(Dataset excerpts)
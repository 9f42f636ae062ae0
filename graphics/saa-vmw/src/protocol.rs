//! SVGA-style 2D command records
//!
//! The virtual device consumes a small 2D command set: screen updates,
//! surface-to-screen presents, readbacks, surface DMA and fences. The
//! backend keeps a log of every submitted command; tests inspect it to
//! assert how many device round trips an engine operation cost.

/// Command identifiers, SVGA 2D numbering style
#[derive(Debug, Copy, Clone, PartialEq, Eq)]
#[repr(u32)]
pub enum CommandType {
    /// Screen update from the bound framebuffer
    Update = 1,
    /// Surface-to-surface copy
    SurfaceCopy = 3,
    /// Framebuffer object definition
    DefineFramebuffer = 16,
    /// Framebuffer object teardown
    DestroyFramebuffer = 17,
    /// Surface DMA to or from guest memory
    SurfaceDma = 21,
    /// Present a surface region to the screen
    Present = 22,
    /// Read presented screen content back into bound buffers
    PresentReadback = 23,
    /// Fence marker
    Fence = 30,
}

/// One submitted command, as recorded in the device log
#[derive(Debug, Clone, PartialEq, Eq)]
pub enum Command {
    Update {
        fb: u32,
        rects: usize,
    },
    SurfaceCopy {
        dst: u32,
        src: u32,
    },
    DefineFramebuffer {
        fb: u32,
        buffer: u32,
    },
    DestroyFramebuffer {
        fb: u32,
    },
    SurfaceDma {
        surface: u32,
        to_surface: bool,
        rects: usize,
    },
    Present {
        surface: u32,
        dst_x: i32,
        dst_y: i32,
        rects: usize,
    },
    PresentReadback {
        rects: usize,
    },
    Fence {
        seq: u64,
    },
}

impl Command {
    pub fn command_type(&self) -> CommandType {
        match self {
            Command::Update { .. } => CommandType::Update,
            Command::SurfaceCopy { .. } => CommandType::SurfaceCopy,
            Command::DefineFramebuffer { .. } => CommandType::DefineFramebuffer,
            Command::DestroyFramebuffer { .. } => CommandType::DestroyFramebuffer,
            Command::SurfaceDma { .. } => CommandType::SurfaceDma,
            Command::Present { .. } => CommandType::Present,
            Command::PresentReadback { .. } => CommandType::PresentReadback,
            Command::Fence { .. } => CommandType::Fence,
        }
    }
}
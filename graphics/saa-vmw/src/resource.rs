//! Device resources: DMA buffers and surfaces
//!
//! Buffers and surfaces are plain byte stores inside the virtual device.
//! Surface pixel data lives in the device's central store keyed by handle,
//! the way the kernel tracks resources; the `VmwSurface` object is just the
//! engine-facing view of one entry.

use alloc::sync::Arc;
use alloc::vec;
use alloc::vec::Vec;

use saa::{DmaBuf, Error, Result, Surface, SurfaceFlags};

use crate::device::{copy_overlap, VmwState, BYTES_PER_PIXEL};

/// A DMA-capable buffer object
pub struct VmwDmaBuf {
    handle: u32,
    pub(crate) data: spin::RwLock<Vec<u8>>,
}

impl VmwDmaBuf {
    pub(crate) fn new(handle: u32, size: usize) -> Self {
        Self {
            handle,
            data: spin::RwLock::new(vec![0u8; size]),
        }
    }
}

impl DmaBuf for VmwDmaBuf {
    fn handle(&self) -> u32 {
        self.handle
    }

    fn size(&self) -> usize {
        self.data.read().len()
    }

    fn map(&self) -> Result<*mut u8> {
        Ok(self.data.write().as_mut_ptr())
    }

    fn unmap(&self) {
        // Data stays allocated
    }
}

/// Engine-facing view of one surface in the device store
pub struct VmwSurface {
    id: u32,
    state: Arc<VmwState>,
}

impl VmwSurface {
    pub(crate) fn new(id: u32, state: Arc<VmwState>) -> Self {
        Self { id, state }
    }
}

impl Surface for VmwSurface {
    fn handle(&self) -> Result<(u32, u32)> {
        let surfaces = self.state.surfaces.read();
        let image = surfaces.get(&self.id).ok_or(Error::Surface)?;
        Ok((self.id, image.stride))
    }

    fn redefine(&self, width: u32, height: u32, depth: u32, _add: SurfaceFlags) -> Result<()> {
        let mut surfaces = self.state.surfaces.write();
        let image = surfaces.get_mut(&self.id).ok_or(Error::Surface)?;

        if image.width == width && image.height == height && image.depth == depth {
            return Ok(());
        }

        let stride = width * BYTES_PER_PIXEL;
        let mut data = vec![0u8; stride as usize * height as usize];
        copy_overlap(
            &mut data,
            &image.data,
            stride,
            image.stride,
            height,
            image.height,
        );

        image.width = width;
        image.height = height;
        image.depth = depth;
        image.stride = stride;
        image.data = data;
        Ok(())
    }
}
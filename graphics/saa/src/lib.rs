//! Surface-Acceleration Abstraction (SAA)
//!
//! This crate tracks where a pixmap's pixel contents currently live — plain
//! system memory, a DMA-mappable buffer, or a GPU surface — and moves data
//! between those backings on demand so that every access sees valid content.
//!
//! # Architecture
//!
//! The SAA core sits between the display server's drawing dispatch and two
//! external collaborators it only knows through traits:
//!
//! ```text
//! ┌──────────────────────┐
//! │  Drawing dispatch /  │
//! │   CRTC management    │
//! └──────────┬───────────┘
//!            │ damage / validate / copy / scanout
//! ┌──────────▼───────────┐
//! │      SAA engine      │◄─── This crate
//! │ (dirty regions, DMA, │
//! │  present batching)   │
//! └────┬────────────┬────┘
//!      │            │
//! ┌────▼─────┐ ┌────▼─────┐
//! │  Accel   │ │  Device  │
//! │ library  │ │ (kernel) │
//! └──────────┘ └──────────┘
//! ```
//!
//! It provides:
//!
//! - Per-pixmap dirty-region tracking (hardware vs shadow vs presented)
//! - Lazy storage management across the three backing kinds
//! - Access validation with on-demand upload/download DMA
//! - Copy strategy election (present-copy, GPU blit, CPU fallback)
//! - Scanout reference counting and framebuffer lifetime
//!
//! # Usage
//!
//! ```ignore
//! use saa::{AccessKind, Region, Saa, SaaOptions};
//!
//! let saa = Saa::new(device, Some(accel), SaaOptions::default());
//! let pixmap = saa.create_pixmap(640, 480, 24, 32)?;
//!
//! saa.validate_for_access(&pixmap, Some(&region), AccessKind::Gpu)?;
//! saa.damage(&pixmap, true, &region);
//! ```

#![no_std]

extern crate alloc;

pub mod copy;
pub mod device;
pub mod dirty;
pub mod driver;
pub mod pixmap;
pub mod region;
pub mod scanout;
pub mod storage;
pub mod surface;
pub mod validate;

#[cfg(test)]
pub(crate) mod testutil;

// Re-exports
pub use copy::CopyStrategy;
pub use device::{Device, DmaBuf, FramebufferInfo};
pub use driver::{Saa, SaaOptions};
pub use pixmap::{BackingFlags, Pixmap, PixmapId, PixmapInfo};
pub use region::{Rect, Region};
pub use scanout::{ScanoutBox, ScanoutId};
pub use surface::{Accel, Surface, SurfaceFlags};
pub use validate::AccessKind;

/// SAA interface version
pub const SAA_VERSION: (u32, u32, u32) = (0, 1, 0);

/// Acceleration-library interface major version this crate is built against
pub const ACCEL_VERSION_MAJOR: u32 = 2;

/// Number of outstanding present fences before throttling
pub const PRESENT_FENCE_DEPTH: usize = 3;

/// Default timeout for throttling fence waits, in nanoseconds
pub const FENCE_TIMEOUT_NS: u64 = 1_000_000_000;

/// Result type for SAA operations
pub type Result<T> = core::result::Result<T, Error>;

/// SAA error types
#[derive(Debug, Clone, PartialEq, Eq)]
pub enum Error {
    /// Out of host or device memory
    OutOfMemory,
    /// No acceleration library available (disabled or version mismatch)
    NoAccel,
    /// The pixmap has no backing the operation could use
    NoBacking,
    /// Invalid parameter
    InvalidParameter,
    /// Surface-to-buffer or buffer-to-surface DMA failed
    Dma,
    /// Present command failed
    Present,
    /// Present readback failed
    Readback,
    /// Framebuffer add/remove/dirty failed
    Framebuffer,
    /// Surface create/redefine/handle failed
    Surface,
    /// Fence wait timed out
    Timeout,
    /// Operation failed
    OperationFailed,
}

impl core::fmt::Display for Error {
    fn fmt(&self, f: &mut core::fmt::Formatter<'_>) -> core::fmt::Result {
        match self {
            Error::OutOfMemory => write!(f, "Out of memory"),
            Error::NoAccel => write!(f, "No acceleration library"),
            Error::NoBacking => write!(f, "No usable backing"),
            Error::InvalidParameter => write!(f, "Invalid parameter"),
            Error::Dma => write!(f, "DMA failed"),
            Error::Present => write!(f, "Present failed"),
            Error::Readback => write!(f, "Present readback failed"),
            Error::Framebuffer => write!(f, "Framebuffer operation failed"),
            Error::Surface => write!(f, "Surface operation failed"),
            Error::Timeout => write!(f, "Timeout"),
            Error::OperationFailed => write!(f, "Operation failed"),
        }
    }
}
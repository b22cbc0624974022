//! DREAM controller
//!
//! Owns the gateway to the DREAM servers and drives it from the CSC's
//! summary state. Gateway events are handled on the caller's thread by
//! `run` or `poll`.

use std::collections::{BTreeMap, BTreeSet};
use std::sync::atomic::{AtomicBool, Ordering};
use std::sync::Arc;
use std::time::{Duration, Instant};

use log::{debug, error, info, warn};
use serde_json::{Map, Value};

use dreamlib::{Gateway, GatewayEvent, ServerResults};
use dreamproto::{
    CommandKind, DataProductAnnouncement, DreamConfig, DreamError, DreamResult, ServerId,
};

use crate::config::constants::{EVENT_POLL_INTERVAL, STALE_TELEMETRY_INTERVALS};
use crate::products::{filter_products, DataProductSink, LoggingSink};
use crate::weather::{FileWeather, WeatherRelay, WeatherSource};

/// CSC summary state
#[derive(Debug, Clone, Copy, PartialEq, Eq)]
pub enum ControllerState {
    /// Not connected to the servers
    Standby,
    /// Connected, relaying commands, weather and data products
    Enabled,
    /// A server could not be reached; disable to recover
    Fault,
}

/// Latest status telemetry from one server
#[derive(Debug, Clone)]
pub struct ServerStatus {
    pub parameters: Map<String, Value>,
    pub received: Instant,
}

pub struct DreamController {
    config: DreamConfig,
    gateway: Arc<Gateway>,
    state: ControllerState,
    sink: Box<dyn DataProductSink>,
    weather_source: Option<Arc<dyn WeatherSource>>,
    weather_relay: Option<WeatherRelay>,
    status: BTreeMap<ServerId, ServerStatus>,
    stale: BTreeSet<ServerId>,
    enabled_at: Option<Instant>,
    products_archived: u64,
}

impl DreamController {
    pub fn new(
        config: DreamConfig,
        gateway: Gateway,
        sink: Box<dyn DataProductSink>,
        weather_source: Option<Arc<dyn WeatherSource>>,
    ) -> Self {
        Self {
            config,
            gateway: Arc::new(gateway),
            state: ControllerState::Standby,
            sink,
            weather_source,
            weather_relay: None,
            status: BTreeMap::new(),
            stale: BTreeSet::new(),
            enabled_at: None,
            products_archived: 0,
        }
    }

    /// Controller talking TCP to the configured servers, logging data
    /// products and reading weather from the configured file
    pub fn from_config(config: DreamConfig) -> Self {
        let gateway = Gateway::tcp(&config.servers, &config.connection);
        let weather_source = config
            .weather
            .file
            .as_ref()
            .map(|path| Arc::new(FileWeather::new(path)) as Arc<dyn WeatherSource>);
        Self::new(config, gateway, Box::new(LoggingSink::new()), weather_source)
    }

    pub fn state(&self) -> ControllerState {
        self.state
    }

    pub fn gateway(&self) -> &Gateway {
        &self.gateway
    }

    pub fn products_archived(&self) -> u64 {
        self.products_archived
    }

    pub fn server_status(&self, server: ServerId) -> Option<&ServerStatus> {
        self.status.get(&server)
    }

    /// Connect to every server and announce that the observatory is ready
    /// for data. If any server cannot be connected the controller stays in
    /// Standby.
    pub fn enable(&mut self) -> DreamResult<()> {
        match self.state {
            ControllerState::Enabled => return Ok(()),
            ControllerState::Fault => {
                return Err(DreamError::State("disable before enabling from Fault".to_string()))
            }
            ControllerState::Standby => {}
        }

        let results = self.gateway.connect_all();
        if let Err(e) = first_error(results) {
            self.gateway.disconnect_all();
            return Err(e);
        }

        self.state = ControllerState::Enabled;
        self.enabled_at = Some(Instant::now());
        self.status.clear();
        self.stale.clear();
        info!("DREAM controller enabled");

        if let Err(e) = self.start_operations() {
            self.fault(&e);
            return Err(e);
        }
        Ok(())
    }

    /// Announce readiness and start relaying weather
    fn start_operations(&mut self) -> DreamResult<()> {
        self.broadcast(CommandKind::ReadyForData { ready: true })?;
        if let Some(source) = &self.weather_source {
            self.weather_relay = WeatherRelay::start(
                self.config.weather.poll_interval,
                Arc::clone(source),
                Arc::clone(&self.gateway),
            )?;
        }
        Ok(())
    }

    /// Announce that the observatory no longer takes data, then disconnect
    pub fn disable(&mut self) {
        if self.state == ControllerState::Standby {
            return;
        }
        if let Some(mut relay) = self.weather_relay.take() {
            relay.stop();
        }
        if self.state == ControllerState::Enabled {
            if let Err(e) = self.broadcast(CommandKind::ReadyForData { ready: false }) {
                warn!("readyForData(false) not accepted everywhere: {}", e);
            }
        }
        self.gateway.disconnect_all();
        self.state = ControllerState::Standby;
        self.enabled_at = None;
        info!("DREAM controller in standby");
    }

    fn fault(&mut self, cause: &DreamError) {
        error!("DREAM controller fault: {}", cause);
        if let Some(mut relay) = self.weather_relay.take() {
            relay.stop();
        }
        self.state = ControllerState::Fault;
    }

    fn require_enabled(&self, command: &str) -> DreamResult<()> {
        if self.state == ControllerState::Enabled {
            Ok(())
        } else {
            Err(DreamError::State(format!(
                "{} not allowed in {:?}",
                command, self.state
            )))
        }
    }

    /// Send a command to every server; the first failure is returned after
    /// all servers have answered
    fn broadcast(&self, kind: CommandKind) -> DreamResult<()> {
        let name = kind.name();
        let results = self.gateway.broadcast(kind);
        for (server, result) in &results {
            if let Err(e) = result {
                warn!("Server {}: {} failed: {}", server, name, e);
            }
        }
        first_error(results)
    }

    fn operational(&self, kind: CommandKind) -> DreamResult<()> {
        self.require_enabled(kind.name())?;
        self.broadcast(kind)
    }

    pub fn resume(&self) -> DreamResult<()> {
        self.operational(CommandKind::Resume)
    }

    pub fn open_hatch(&self) -> DreamResult<()> {
        self.operational(CommandKind::OpenHatch)
    }

    pub fn close_hatch(&self) -> DreamResult<()> {
        self.operational(CommandKind::CloseHatch)
    }

    pub fn stop(&self) -> DreamResult<()> {
        self.operational(CommandKind::Stop)
    }

    /// Change how often the weather is relayed; relays immediately
    pub fn set_weather_interval(&mut self, interval: Duration) {
        self.config.weather.poll_interval = interval;
        if let Some(relay) = &self.weather_relay {
            relay.set_interval(interval);
        }
    }

    fn handle_data_products(&mut self, server: ServerId, announcement: DataProductAnnouncement) {
        if let Err(e) = announcement.validate() {
            warn!("Server {}: ignoring data product announcement: {}", server, e);
            return;
        }
        let (products, skipped) =
            filter_products(&announcement, self.config.skip_tmpdata_products);
        if skipped > 0 {
            info!("Server {}: skipped {} product(s) under /tmpdata/", server, skipped);
        }
        if products.is_empty() {
            return;
        }

        if let Err(e) = self.sink.archive(server, &products) {
            error!("Server {}: archiving failed: {}", server, e);
            return;
        }
        self.products_archived += products.len() as u64;

        if let Err(e) = self.gateway.send_to(server, CommandKind::DataArchived) {
            warn!("Server {}: dataArchived failed: {}", server, e);
        }
    }

    /// Act on one gateway event
    pub fn handle_event(&mut self, event: GatewayEvent) {
        match event {
            GatewayEvent::Status { server, parameters } => {
                if self.stale.remove(&server) {
                    info!("Server {}: status telemetry resumed", server);
                }
                self.status.insert(
                    server,
                    ServerStatus {
                        parameters,
                        received: Instant::now(),
                    },
                );
            }
            GatewayEvent::DataProducts {
                server,
                announcement,
            } => {
                if self.state == ControllerState::Enabled {
                    self.handle_data_products(server, announcement);
                } else {
                    debug!("Server {}: data products ignored in {:?}", server, self.state);
                }
            }
            GatewayEvent::Disconnected {
                server,
                failed_commands,
            } => {
                warn!(
                    "Server {} disconnected, {} command(s) failed",
                    server, failed_commands
                );
                // Without reconnection the server stays lost
                let reconnecting = self.config.connection.auto_reconnect;
                if self.state == ControllerState::Enabled && !reconnecting {
                    self.fault(&DreamError::ConnectionLost(server));
                }
            }
            GatewayEvent::Reconnected { server, attempts } => {
                info!("Server {} reconnected after {} attempt(s)", server, attempts);
                if self.state == ControllerState::Enabled {
                    if let Err(e) = self
                        .gateway
                        .send_to(server, CommandKind::ReadyForData { ready: true })
                    {
                        warn!("Server {}: readyForData after reconnect failed: {}", server, e);
                    }
                }
            }
            GatewayEvent::ReconnectFailed { server, attempts } => {
                if self.state == ControllerState::Enabled {
                    self.fault(&DreamError::ConnectionLost(server));
                }
                error!("Server {} unreachable after {} attempt(s)", server, attempts);
            }
            GatewayEvent::ProtocolError { server, message } => {
                warn!("Server {}: protocol error: {}", server, message);
            }
        }
    }

    fn stale_after(&self) -> Duration {
        self.config.telemetry_interval * STALE_TELEMETRY_INTERVALS
    }

    /// Servers whose status telemetry is overdue. Newly stale servers are
    /// logged once.
    pub fn check_staleness(&mut self) -> Vec<ServerId> {
        let enabled_at = match (self.state, self.enabled_at) {
            (ControllerState::Enabled, Some(at)) => at,
            _ => return Vec::new(),
        };
        let limit = self.stale_after();
        let servers = self.gateway.servers();

        let mut stale = Vec::new();
        for server in servers {
            let last_seen = self
                .status
                .get(&server)
                .map(|status| status.received)
                .unwrap_or(enabled_at);
            if last_seen.elapsed() > limit {
                if self.stale.insert(server) {
                    warn!(
                        "Server {}: no status telemetry for {:?}",
                        server,
                        last_seen.elapsed()
                    );
                }
                stale.push(server);
            }
        }
        stale
    }

    /// Handle events for up to `timeout`
    pub fn poll(&mut self, timeout: Duration) -> DreamResult<()> {
        if let Some(event) = self.gateway.next_event(timeout)? {
            self.handle_event(event);
        }
        self.check_staleness();
        Ok(())
    }

    /// Handle events until `running` is cleared
    pub fn run(&mut self, running: &AtomicBool) -> DreamResult<()> {
        while running.load(Ordering::SeqCst) {
            self.poll(EVENT_POLL_INTERVAL)?;
        }
        Ok(())
    }
}

impl Drop for DreamController {
    fn drop(&mut self) {
        self.disable();
    }
}

fn first_error<T>(results: ServerResults<T>) -> DreamResult<()> {
    for (_, result) in results {
        result?;
    }
    Ok(())
}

--- What to work on ---
Looking at the entries above, state how many lines contain "presented"; give the number alone.

--- Result of this exercise ---
2